▸ **Records provided**:
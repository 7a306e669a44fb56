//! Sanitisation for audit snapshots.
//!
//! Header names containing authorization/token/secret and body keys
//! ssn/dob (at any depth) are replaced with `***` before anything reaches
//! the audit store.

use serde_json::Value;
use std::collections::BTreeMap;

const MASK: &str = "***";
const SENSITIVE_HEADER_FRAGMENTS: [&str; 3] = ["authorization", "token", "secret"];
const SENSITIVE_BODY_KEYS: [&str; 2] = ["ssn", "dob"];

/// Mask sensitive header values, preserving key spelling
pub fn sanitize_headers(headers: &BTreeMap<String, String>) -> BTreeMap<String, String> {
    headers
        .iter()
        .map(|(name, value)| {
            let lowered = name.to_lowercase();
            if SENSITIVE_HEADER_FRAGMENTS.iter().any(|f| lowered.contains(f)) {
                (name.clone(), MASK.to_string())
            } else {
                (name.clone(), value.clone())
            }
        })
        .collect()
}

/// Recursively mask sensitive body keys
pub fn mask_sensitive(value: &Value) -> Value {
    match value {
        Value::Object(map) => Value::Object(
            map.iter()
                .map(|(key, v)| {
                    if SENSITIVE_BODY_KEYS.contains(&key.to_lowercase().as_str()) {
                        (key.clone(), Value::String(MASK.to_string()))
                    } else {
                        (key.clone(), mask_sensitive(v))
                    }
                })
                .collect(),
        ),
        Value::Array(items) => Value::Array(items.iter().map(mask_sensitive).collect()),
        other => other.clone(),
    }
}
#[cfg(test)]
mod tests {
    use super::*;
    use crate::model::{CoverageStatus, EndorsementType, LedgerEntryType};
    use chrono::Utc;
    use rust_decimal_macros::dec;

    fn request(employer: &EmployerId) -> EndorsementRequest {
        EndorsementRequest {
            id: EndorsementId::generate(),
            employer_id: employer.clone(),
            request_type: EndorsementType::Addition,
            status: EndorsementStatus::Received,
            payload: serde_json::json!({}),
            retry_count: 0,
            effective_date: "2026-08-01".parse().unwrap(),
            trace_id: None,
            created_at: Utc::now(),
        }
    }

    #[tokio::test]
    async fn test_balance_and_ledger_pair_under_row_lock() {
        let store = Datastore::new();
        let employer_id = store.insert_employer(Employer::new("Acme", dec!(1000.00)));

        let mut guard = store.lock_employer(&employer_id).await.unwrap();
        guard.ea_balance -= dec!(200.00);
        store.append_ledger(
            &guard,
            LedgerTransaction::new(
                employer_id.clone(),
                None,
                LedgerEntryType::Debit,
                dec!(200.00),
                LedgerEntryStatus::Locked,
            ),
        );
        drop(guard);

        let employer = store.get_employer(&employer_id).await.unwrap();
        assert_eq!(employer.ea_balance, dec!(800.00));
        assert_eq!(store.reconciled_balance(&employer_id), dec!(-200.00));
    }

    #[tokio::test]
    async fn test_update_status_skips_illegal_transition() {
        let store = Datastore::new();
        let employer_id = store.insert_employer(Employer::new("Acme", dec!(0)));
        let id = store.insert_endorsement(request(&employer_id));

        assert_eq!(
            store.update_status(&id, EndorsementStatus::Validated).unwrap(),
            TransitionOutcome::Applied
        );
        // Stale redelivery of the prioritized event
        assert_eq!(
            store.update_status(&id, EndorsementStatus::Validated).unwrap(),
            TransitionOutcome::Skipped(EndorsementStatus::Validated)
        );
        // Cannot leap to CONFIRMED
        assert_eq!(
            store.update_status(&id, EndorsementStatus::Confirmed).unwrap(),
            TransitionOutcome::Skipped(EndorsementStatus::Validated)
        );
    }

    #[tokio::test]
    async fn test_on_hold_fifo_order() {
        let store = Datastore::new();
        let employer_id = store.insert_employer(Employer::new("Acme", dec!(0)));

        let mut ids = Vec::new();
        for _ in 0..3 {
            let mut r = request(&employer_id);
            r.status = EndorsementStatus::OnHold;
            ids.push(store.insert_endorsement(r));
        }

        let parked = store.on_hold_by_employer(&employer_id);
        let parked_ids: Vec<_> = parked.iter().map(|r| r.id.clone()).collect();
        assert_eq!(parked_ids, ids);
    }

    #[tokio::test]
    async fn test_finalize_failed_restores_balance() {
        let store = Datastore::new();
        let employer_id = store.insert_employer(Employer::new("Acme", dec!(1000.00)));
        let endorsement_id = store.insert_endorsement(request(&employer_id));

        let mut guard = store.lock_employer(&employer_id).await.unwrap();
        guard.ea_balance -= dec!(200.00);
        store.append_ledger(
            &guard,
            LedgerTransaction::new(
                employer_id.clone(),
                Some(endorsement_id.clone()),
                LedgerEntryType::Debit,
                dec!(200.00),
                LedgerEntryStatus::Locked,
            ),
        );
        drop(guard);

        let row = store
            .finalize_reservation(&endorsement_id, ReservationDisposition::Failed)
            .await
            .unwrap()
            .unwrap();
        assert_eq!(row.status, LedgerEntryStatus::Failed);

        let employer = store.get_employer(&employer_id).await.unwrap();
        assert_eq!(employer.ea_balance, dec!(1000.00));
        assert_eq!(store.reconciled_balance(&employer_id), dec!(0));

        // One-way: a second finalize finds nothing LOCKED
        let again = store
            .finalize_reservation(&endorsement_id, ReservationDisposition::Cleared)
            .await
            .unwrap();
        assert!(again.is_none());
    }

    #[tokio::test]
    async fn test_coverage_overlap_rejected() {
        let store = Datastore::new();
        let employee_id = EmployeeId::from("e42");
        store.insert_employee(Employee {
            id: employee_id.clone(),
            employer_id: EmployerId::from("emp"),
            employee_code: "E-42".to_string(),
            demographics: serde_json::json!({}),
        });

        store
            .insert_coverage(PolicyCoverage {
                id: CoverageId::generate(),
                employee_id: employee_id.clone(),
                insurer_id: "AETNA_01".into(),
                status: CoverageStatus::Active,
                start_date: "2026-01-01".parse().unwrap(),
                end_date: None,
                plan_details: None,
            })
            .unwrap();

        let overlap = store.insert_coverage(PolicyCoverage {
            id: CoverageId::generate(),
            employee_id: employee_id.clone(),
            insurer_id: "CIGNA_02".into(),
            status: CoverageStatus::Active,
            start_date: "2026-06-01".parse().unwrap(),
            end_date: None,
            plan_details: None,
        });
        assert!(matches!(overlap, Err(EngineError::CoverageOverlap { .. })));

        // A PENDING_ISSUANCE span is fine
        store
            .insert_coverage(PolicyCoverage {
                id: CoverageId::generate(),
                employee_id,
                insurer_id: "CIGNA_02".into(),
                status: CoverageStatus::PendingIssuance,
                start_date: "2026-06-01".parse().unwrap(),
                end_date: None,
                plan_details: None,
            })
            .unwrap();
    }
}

▸ **Task description**: All lines that contain the word "token" must be copied from the records above.

▸ **Task solution**:
//! Header names containing authorization/token/secret and body keys
const SENSITIVE_HEADER_FRAGMENTS: [&str; 3] = ["authorization", "token", "secret"];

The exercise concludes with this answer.